Europe produces 70 % of the world's olive oil, but is facing increasing competition. Its high price combined with a reputation as being healthy are attracting new producers from elsewhere, as well as less honest businesses selling counterfeit olive oil. The OLEUM project is building the tools to detect fake olive oil and to verify quality for the real thing.
© Duan Zidar - fotolia.com
Olive oil adulteration has become one of the biggest sources of agricultural fraud in the EU. Those behind it blend olive oil with other vegetable oils or deliberately mislabel less expensive classes of the oil.

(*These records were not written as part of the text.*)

//! Plan validation.
//!
//! Steps are addressed by their position in the plan. Dependency ids are
//! resolved to indices once, and cycle detection runs as an iterative DFS
//! over those indices.

use crate::step::Step;
use std::collections::HashMap;
use weft_core::StepId;

/// Plan validation error
#[derive(Debug, Clone, PartialEq, Eq, thiserror::Error)]
pub enum ValidationError {
    /// Two steps share an id
    #[error("duplicate step id '{step}'")]
    DuplicateStepId {
        /// The repeated id
        step: StepId,
    },

    /// A step lists itself as a dependency
    #[error("step '{step}' depends on itself")]
    SelfDependency {
        /// The offending step
        step: StepId,
    },

    /// A dependency names a step that is not in the plan
    #[error("step '{step}' depends on unknown step '{dependency}'")]
    UnknownDependency {
        /// The step declaring the dependency
        step: StepId,
        /// The unresolved id
        dependency: StepId,
    },

    /// The dependency graph contains a cycle
    #[error("dependency cycle: {}", format_path(path))]
    Cycle {
        /// Steps along the cycle, first step repeated at the end
        path: Vec<StepId>,
    },

    /// `maxParallel` is zero, so nothing could ever run
    #[error("maxParallel must be at least 1")]
    ZeroParallelism,
}

fn format_path(path: &[StepId]) -> String {
    path.iter()
        .map(StepId::as_str)
        .collect::<Vec<_>>()
        .join(" -> ")
}

/// Index structure produced by a successful validation
#[derive(Debug, Clone, PartialEq, Eq)]
pub(crate) struct Resolved {
    /// Step id to position
    pub index: HashMap<StepId, usize>,
    /// Deduplicated dependency indices per step, in declared order
    pub dependencies: Vec<Vec<usize>>,
}

/// Validate a set of steps
///
/// # Errors
///
/// Returns the first problem found: zero parallelism, then duplicate ids,
/// self-references and unknown dependencies in declaration order, then
/// cycles.
pub fn validate(steps: &[Step], max_parallel: usize) -> Result<(), ValidationError> {
    resolve(steps, max_parallel).map(|_| ())
}

pub(crate) fn resolve(steps: &[Step], max_parallel: usize) -> Result<Resolved, ValidationError> {
    if max_parallel == 0 {
        return Err(ValidationError::ZeroParallelism);
    }

    let mut index = HashMap::with_capacity(steps.len());
    for (i, step) in steps.iter().enumerate() {
        if index.insert(step.id.clone(), i).is_some() {
            return Err(ValidationError::DuplicateStepId {
                step: step.id.clone(),
            });
        }
    }

    let mut dependencies = Vec::with_capacity(steps.len());
    for step in steps {
        let mut resolved: Vec<usize> = Vec::with_capacity(step.dependencies.len());
        for dep in &step.dependencies {
            if *dep == step.id {
                return Err(ValidationError::SelfDependency {
                    step: step.id.clone(),
                });
            }
            let Some(&dep_idx) = index.get(dep) else {
                return Err(ValidationError::UnknownDependency {
                    step: step.id.clone(),
                    dependency: dep.clone(),
                });
            };
            if !resolved.contains(&dep_idx) {
                resolved.push(dep_idx);
            }
        }
        dependencies.push(resolved);
    }

    if let Some(cycle) = find_cycle(&dependencies) {
        return Err(ValidationError::Cycle {
            path: cycle.into_iter().map(|i| steps[i].id.clone()).collect(),
        });
    }

    Ok(Resolved {
        index,
        dependencies,
    })
}

#[derive(Clone, Copy, PartialEq, Eq)]
enum Mark {
    Unvisited,
    OnStack,
    Done,
}

/// Find a cycle following dependency edges
///
/// Returns the cycle as a path of indices whose first element is repeated
/// at the end, or `None` if the graph is acyclic.
fn find_cycle(dependencies: &[Vec<usize>]) -> Option<Vec<usize>> {
    let mut marks = vec![Mark::Unvisited; dependencies.len()];
    // (node, next dependency to visit)
    let mut stack: Vec<(usize, usize)> = Vec::new();

    for root in 0..dependencies.len() {
        if marks[root] != Mark::Unvisited {
            continue;
        }
        marks[root] = Mark::OnStack;
        stack.push((root, 0));

        while let Some(frame) = stack.last_mut() {
            let node = frame.0;
            let Some(&dep) = dependencies[node].get(frame.1) else {
                marks[node] = Mark::Done;
                stack.pop();
                continue;
            };
            frame.1 += 1;

            match marks[dep] {
                Mark::OnStack => {
                    let start = stack.iter().position(|&(n, _)| n == dep)?;
                    let mut path: Vec<usize> = stack[start..].iter().map(|&(n, _)| n).collect();
                    path.push(dep);
                    return Some(path);
                }
                Mark::Unvisited => {
                    marks[dep] = Mark::OnStack;
                    stack.push((dep, 0));
                }
                Mark::Done => {}
            }
        }
    }

    None
}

The project is tackling this problem from four angles:
- legislation and regulation OLEUM will develop a selection of potential solutions for harmonisation of standards and classification;
- methods for analysing oil samples there are as yet no solutions for detecting illegal blends with deodorised olive oils and other olive oils;
- harmonisation and coordination of analytical methods OLEUM will propose new reference materials and promote technology transfer to a wider analytical community; a databank will store information on existing and emerging fraudulent practices;
- consumer and market confidence the projects communication activities will target the general public as well as industry, the scientific community and regulatory bodies.
OLEUM will take a fresh look at existing analytical methods for verifying olive oil quality and detecting fraud. The team will identify drawbacks and improve both performance and efficiency (e.g by increasing sensitivity and usability, and cutting the time and costs involved in performing analysis).
The project will work on improving methodologies for organoleptic assessment analysis according to taste, colour, odour and consistency. And the team will seek novel analytical markers for detecting illegal blends, measuring olive oil freshness and best-before quality, and for monitoring compliance with the geographical origin label carried by bottled/tinned oils.